From: Matthew C. <mat...@va...> - 2009-06-11 21:09:29
|
With binary data, the same representation works for centroided and profile data points. I really hope you're not suggesting ASCII storage of profile mode data, where 9-12 bytes per X sample (12345.678901) would not be unusual? It's all the overhead of double precision floats (a constant 8 bytes) without the vastly higher dynamic range and taking much longer to parse. Using mzML to store the raw data for the libraries would be a great improvement over the status quo (assorted custom relational databases and ASCII archives?). There actually would be a standard representation. :) Coming up with a standard representation for application-specific annotations would be another challenge for a possibly separate format, but the raw data we can already handle.
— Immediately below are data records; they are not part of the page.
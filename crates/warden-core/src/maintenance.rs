//! Background maintenance timers.
//!
//! Rate-limiter window cleanup, token-store cleanup and key-rotation
//! bookkeeping each run on their own [`MaintenanceTask`]. A task owns its
//! tokio task; it stops on [`MaintenanceTask::shutdown`] or when dropped.

use std::future::Future;
use std::time::Duration;
use tokio::sync::watch;
use tokio::task::JoinHandle;
use tokio::time::MissedTickBehavior;

/// A periodic job running on an independent timer.
pub struct MaintenanceTask {
    name: String,
    stop: watch::Sender<bool>,
    handle: Option<JoinHandle<()>>,
}

impl MaintenanceTask {
    /// Spawn `job` every `every` on the current tokio runtime.
    ///
    /// The first run happens one full period after spawning.
    pub fn spawn<F, Fut>(name: impl Into<String>, every: Duration, mut job: F) -> Self
    where
        F: FnMut() -> Fut + Send + 'static,
        Fut: Future<Output = ()> + Send + 'static,
    {
        let name = name.into();
        let period = every.max(Duration::from_millis(1));
        let (stop, mut stopped) = watch::channel(false);
        let task_name = name.clone();

        let handle = tokio::spawn(async move {
            let mut ticker = tokio::time::interval(period);
            ticker.set_missed_tick_behavior(MissedTickBehavior::Delay);
            // The first tick completes immediately.
            ticker.tick().await;

            loop {
                tokio::select! {
                    _ = ticker.tick() => job().await,
                    changed = stopped.changed() => {
                        if changed.is_err() || *stopped.borrow() {
                            break;
                        }
                    }
                }
            }

            tracing::debug!(task = %task_name, "maintenance task stopped");
        });

        tracing::debug!(task = %name, period = ?period, "maintenance task started");

        Self {
            name,
            stop,
            handle: Some(handle),
        }
    }

    /// Name given at spawn time.
    pub fn name(&self) -> &str {
        &self.name
    }

    /// Whether the task is still running.
    pub fn is_running(&self) -> bool {
        self.handle.as_ref().is_some_and(|h| !h.is_finished())
    }

    /// Stop the task and wait for the current run to finish.
    pub async fn shutdown(mut self) {
        self.stop.send_replace(true);
        if let Some(handle) = self.handle.take() {
            if let Err(e) = handle.await {
                tracing::warn!(task = %self.name, error = %e, "maintenance task ended abnormally");
            }
        }
    }
}

impl Drop for MaintenanceTask {
    fn drop(&mut self) {
        if let Some(handle) = self.handle.take() {
            handle.abort();
        }
    }
}

#[cfg(test)]
mod tests {
    use super::*;
    use std::sync::Arc;
    use std::sync::atomic::{AtomicUsize, Ordering};

    #[tokio::test(start_paused = true)]
    async fn test_task_runs_periodically() {
        let runs = Arc::new(AtomicUsize::new(0));
        let counter = Arc::clone(&runs);

        let task = MaintenanceTask::spawn("counter", Duration::from_secs(60), move || {
            let counter = Arc::clone(&counter);
            async move {
                counter.fetch_add(1, Ordering::SeqCst);
            }
        });

        tokio::time::sleep(Duration::from_secs(185)).await;
        assert_eq!(runs.load(Ordering::SeqCst), 3);
        assert!(task.is_running());

        task.shutdown().await;
    }

    #[tokio::test(start_paused = true)]
    async fn test_shutdown_stops_runs() {
        let runs = Arc::new(AtomicUsize::new(0));
        let counter = Arc::clone(&runs);

        let task = MaintenanceTask::spawn("stopper", Duration::from_secs(1), move || {
            let counter = Arc::clone(&counter);
            async move {
                counter.fetch_add(1, Ordering::SeqCst);
            }
        });
        tokio::time::sleep(Duration::from_millis(1500)).await;
        task.shutdown().await;

        let seen = runs.load(Ordering::SeqCst);
        tokio::time::sleep(Duration::from_secs(10)).await;
        assert_eq!(runs.load(Ordering::SeqCst), seen);
    }
}
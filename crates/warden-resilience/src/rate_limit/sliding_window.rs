//! Sliding-window rate limiting.

use super::RateLimiter;
use super::keyed::{KeyState, KeyedState};
use crate::error::RateLimitError;
use std::collections::VecDeque;
use std::time::Duration;
use tokio::time::Instant;
use warden_core::RateLimitConfig;

/// Admitted request times still inside the window, oldest first.
struct Window {
    admitted: VecDeque<Instant>,
    size: Duration,
}

impl Window {
    fn evict(&mut self, now: Instant) {
        let Some(start) = now.checked_sub(self.size) else {
            return;
        };
        while self.admitted.front().is_some_and(|t| *t < start) {
            self.admitted.pop_front();
        }
    }
}

impl KeyState for Window {
    fn settled(&self, now: Instant) -> bool {
        self.admitted
            .back()
            .is_none_or(|last| now.saturating_duration_since(*last) > self.size)
    }
}

/// Allows at most `quota` requests per key in any window of `window` length.
pub struct SlidingWindowLimiter {
    quota: u64,
    window: Duration,
    keys: KeyedState<Window>,
}

impl SlidingWindowLimiter {
    pub fn new(quota: u64, window: Duration) -> Self {
        Self {
            quota,
            window,
            keys: KeyedState::new(),
        }
    }

    pub fn from_config(config: &RateLimitConfig) -> Self {
        Self::new(config.quota(), config.window)
    }

    pub fn quota(&self) -> u64 {
        self.quota
    }

    fn empty_window(&self) -> Window {
        Window {
            admitted: VecDeque::new(),
            size: self.window,
        }
    }
}

impl RateLimiter for SlidingWindowLimiter {
    fn allow(&self, key: &str) -> Result<(), RateLimitError> {
        let now = Instant::now();
        let quota = self.quota;
        self.keys.update(
            key,
            now,
            || self.empty_window(),
            |window| {
                window.evict(now);
                if window.admitted.len() as u64 >= quota {
                    let retry_after = window
                        .admitted
                        .front()
                        .map(|oldest| (*oldest + window.size).saturating_duration_since(now))
                        .unwrap_or(window.size);
                    tracing::debug!(key, quota, "rate limit exceeded");
                    return Err(RateLimitError::Exceeded {
                        key: key.to_string(),
                        retry_after,
                    });
                }
                window.admitted.push_back(now);
                Ok(())
            },
        )
    }

    fn remaining(&self, key: &str) -> u64 {
        let now = Instant::now();
        self.keys
            .inspect(key, |window| {
                window.evict(now);
                self.quota.saturating_sub(window.admitted.len() as u64)
            })
            .unwrap_or(self.quota)
    }

    fn reset(&self, key: &str) {
        if self.keys.remove(key) {
            tracing::info!(key, "rate limit window reset");
        }
    }

    fn purge_inactive(&self, idle: Duration) -> usize {
        self.keys.purge(Instant::now(), idle)
    }

    fn tracked_keys(&self) -> usize {
        self.keys.len()
    }
}

#[cfg(test)]
mod tests {
    use super::*;

    #[tokio::test(start_paused = true)]
    async fn test_exact_quota_then_rejection() {
        let limiter = SlidingWindowLimiter::new(3, Duration::from_secs(1));

        for _ in 0..3 {
            limiter.allow("alice").unwrap();
        }
        let err = limiter.allow("alice").unwrap_err();
        assert!(matches!(err, RateLimitError::Exceeded { ref key, .. } if key == "alice"));
        assert_eq!(limiter.remaining("alice"), 0);

        // Other callers are unaffected.
        assert!(limiter.allow("bob").is_ok());

        tokio::time::advance(Duration::from_millis(1001)).await;
        assert_eq!(limiter.remaining("alice"), 3);
        assert!(limiter.allow("alice").is_ok());
    }

    #[tokio::test(start_paused = true)]
    async fn test_window_slides() {
        let limiter = SlidingWindowLimiter::new(2, Duration::from_secs(1));

        limiter.allow("k").unwrap();
        tokio::time::advance(Duration::from_millis(600)).await;
        limiter.allow("k").unwrap();
        assert!(limiter.allow("k").is_err());

        // Only the first admission has left the window.
        tokio::time::advance(Duration::from_millis(500)).await;
        assert_eq!(limiter.remaining("k"), 1);
        limiter.allow("k").unwrap();
        let RateLimitError::Exceeded { retry_after, .. } = limiter.allow("k").unwrap_err();
        assert_eq!(retry_after, Duration::from_millis(500));
    }

    #[tokio::test(start_paused = true)]
    async fn test_rejections_are_not_recorded() {
        let limiter = SlidingWindowLimiter::new(1, Duration::from_secs(1));
        limiter.allow("k").unwrap();
        for _ in 0..10 {
            assert!(limiter.allow("k").is_err());
        }
        tokio::time::advance(Duration::from_millis(1001)).await;
        assert!(limiter.allow("k").is_ok());
    }

    #[tokio::test(start_paused = true)]
    async fn test_reset_and_purge() {
        let limiter = SlidingWindowLimiter::new(1, Duration::from_secs(1));
        limiter.allow("a").unwrap();
        limiter.allow("b").unwrap();

        limiter.reset("a");
        assert!(limiter.allow("a").is_ok());

        assert_eq!(limiter.purge_inactive(Duration::from_secs(60)), 0);
        tokio::time::advance(Duration::from_secs(61)).await;
        limiter.allow("a").unwrap();
        assert_eq!(limiter.purge_inactive(Duration::from_secs(60)), 1);
        assert_eq!(limiter.tracked_keys(), 1);
    }

    #[tokio::test(start_paused = true)]
    async fn test_purge_keeps_unsettled_windows() {
        let limiter = SlidingWindowLimiter::new(1, Duration::from_secs(10));
        limiter.allow("k").unwrap();
        tokio::time::advance(Duration::from_secs(2)).await;

        // Idle long enough, but forgetting the key would grant a fresh quota.
        assert_eq!(limiter.purge_inactive(Duration::from_secs(1)), 0);
        assert!(limiter.allow("k").is_err());
    }
}
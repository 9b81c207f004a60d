//! Named breakers sharing one configuration.

use super::breaker::CircuitBreaker;
use super::state::{BreakerStats, StateObserver};
use std::collections::{BTreeMap, HashMap};
use std::sync::{Arc, RwLock};
use warden_core::CircuitBreakerConfig;

/// Creates one [`CircuitBreaker`] per backend name on first use.
#[derive(Default)]
pub struct CircuitBreakerRegistry {
    config: CircuitBreakerConfig,
    breakers: RwLock<HashMap<String, Arc<CircuitBreaker>>>,
    observer: Option<StateObserver>,
}

impl CircuitBreakerRegistry {
    pub fn new(config: CircuitBreakerConfig) -> Self {
        Self {
            config,
            breakers: RwLock::new(HashMap::new()),
            observer: None,
        }
    }

    /// Attach `observer` to every breaker created from now on.
    pub fn with_observer(mut self, observer: StateObserver) -> Self {
        self.observer = Some(observer);
        self
    }

    /// The breaker for `name`, created if needed.
    pub fn get(&self, name: &str) -> Arc<CircuitBreaker> {
        if let Some(breaker) = self
            .breakers
            .read()
            .unwrap_or_else(|e| e.into_inner())
            .get(name)
        {
            return Arc::clone(breaker);
        }

        let mut breakers = self.breakers.write().unwrap_or_else(|e| e.into_inner());
        let breaker = breakers.entry(name.to_string()).or_insert_with(|| {
            tracing::debug!(breaker = name, "created circuit breaker");
            let breaker = CircuitBreaker::new(name, self.config.clone());
            Arc::new(match &self.observer {
                Some(observer) => breaker.with_observer(Arc::clone(observer)),
                None => breaker,
            })
        });
        Arc::clone(breaker)
    }

    pub fn names(&self) -> Vec<String> {
        let mut names: Vec<String> = self
            .breakers
            .read()
            .unwrap_or_else(|e| e.into_inner())
            .keys()
            .cloned()
            .collect();
        names.sort();
        names
    }

    /// Snapshot of every breaker, keyed by name.
    pub fn stats(&self) -> BTreeMap<String, BreakerStats> {
        let breakers: Vec<Arc<CircuitBreaker>> = self
            .breakers
            .read()
            .unwrap_or_else(|e| e.into_inner())
            .values()
            .cloned()
            .collect();
        breakers
            .into_iter()
            .map(|b| (b.name().to_string(), b.stats()))
            .collect()
    }
}

#[cfg(test)]
mod tests {
    use super::*;
    use crate::circuit::CircuitState;
    use crate::error::ResilienceError;
    use std::sync::atomic::{AtomicUsize, Ordering};
    use warden_core::RequestContext;

    #[tokio::test(start_paused = true)]
    async fn test_breakers_are_isolated_per_name() {
        let opened = Arc::new(AtomicUsize::new(0));
        let counter = Arc::clone(&opened);
        let registry = CircuitBreakerRegistry::new(CircuitBreakerConfig {
            failure_threshold: 1,
            ..Default::default()
        })
        .with_observer(Arc::new(move |_: &str, _: CircuitState, to: CircuitState| {
            if to == CircuitState::Open {
                counter.fetch_add(1, Ordering::SeqCst);
            }
        }));
        let ctx = RequestContext::background();

        let orders = registry.get("orders");
        assert!(Arc::ptr_eq(&orders, &registry.get("orders")));

        let _: Result<(), ResilienceError<&str>> =
            orders.execute(&ctx, || async { Err("down") }).await;
        registry
            .get("billing")
            .execute(&ctx, || async { Ok::<_, &str>(()) })
            .await
            .unwrap();

        let stats = registry.stats();
        assert_eq!(stats["orders"].state, CircuitState::Open);
        assert_eq!(stats["billing"].state, CircuitState::Closed);
        assert_eq!(registry.names(), vec!["billing", "orders"]);
        assert_eq!(opened.load(Ordering::SeqCst), 1);
    }
}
And with a reasonably optimized representation for profile mode, storing consensus profile spectra could become a reasonable approach for spectral libraries. Although I do wish there was an XML-friendly 8-byte text encoding standard, like the yenc encoding used on news://alt.bin.*, which we could choose instead of base64 to achieve practically no encoding bloat. -Matt Mike Coleman wrote: > On Thu, Jun 11, 2009 at 2:41 PM, Matthew > Chambers<mat...@va...> wrote: > >> However, NIST library folks have a quite straight-forward way to meet >> the "human readability" requirement: XML comments. There's no reason you >> can't put what looks like an MGF peak list in an XML comment with every >> mzML spectrum (although presumably not profile-mode ones!). >> > > I think this would be worse than the status quo. If this change is to > be made, though, may I suggest that the ASCII peaks be used in the > "real" XML and that the binary peaks go in the comments? :-) > > Mike > |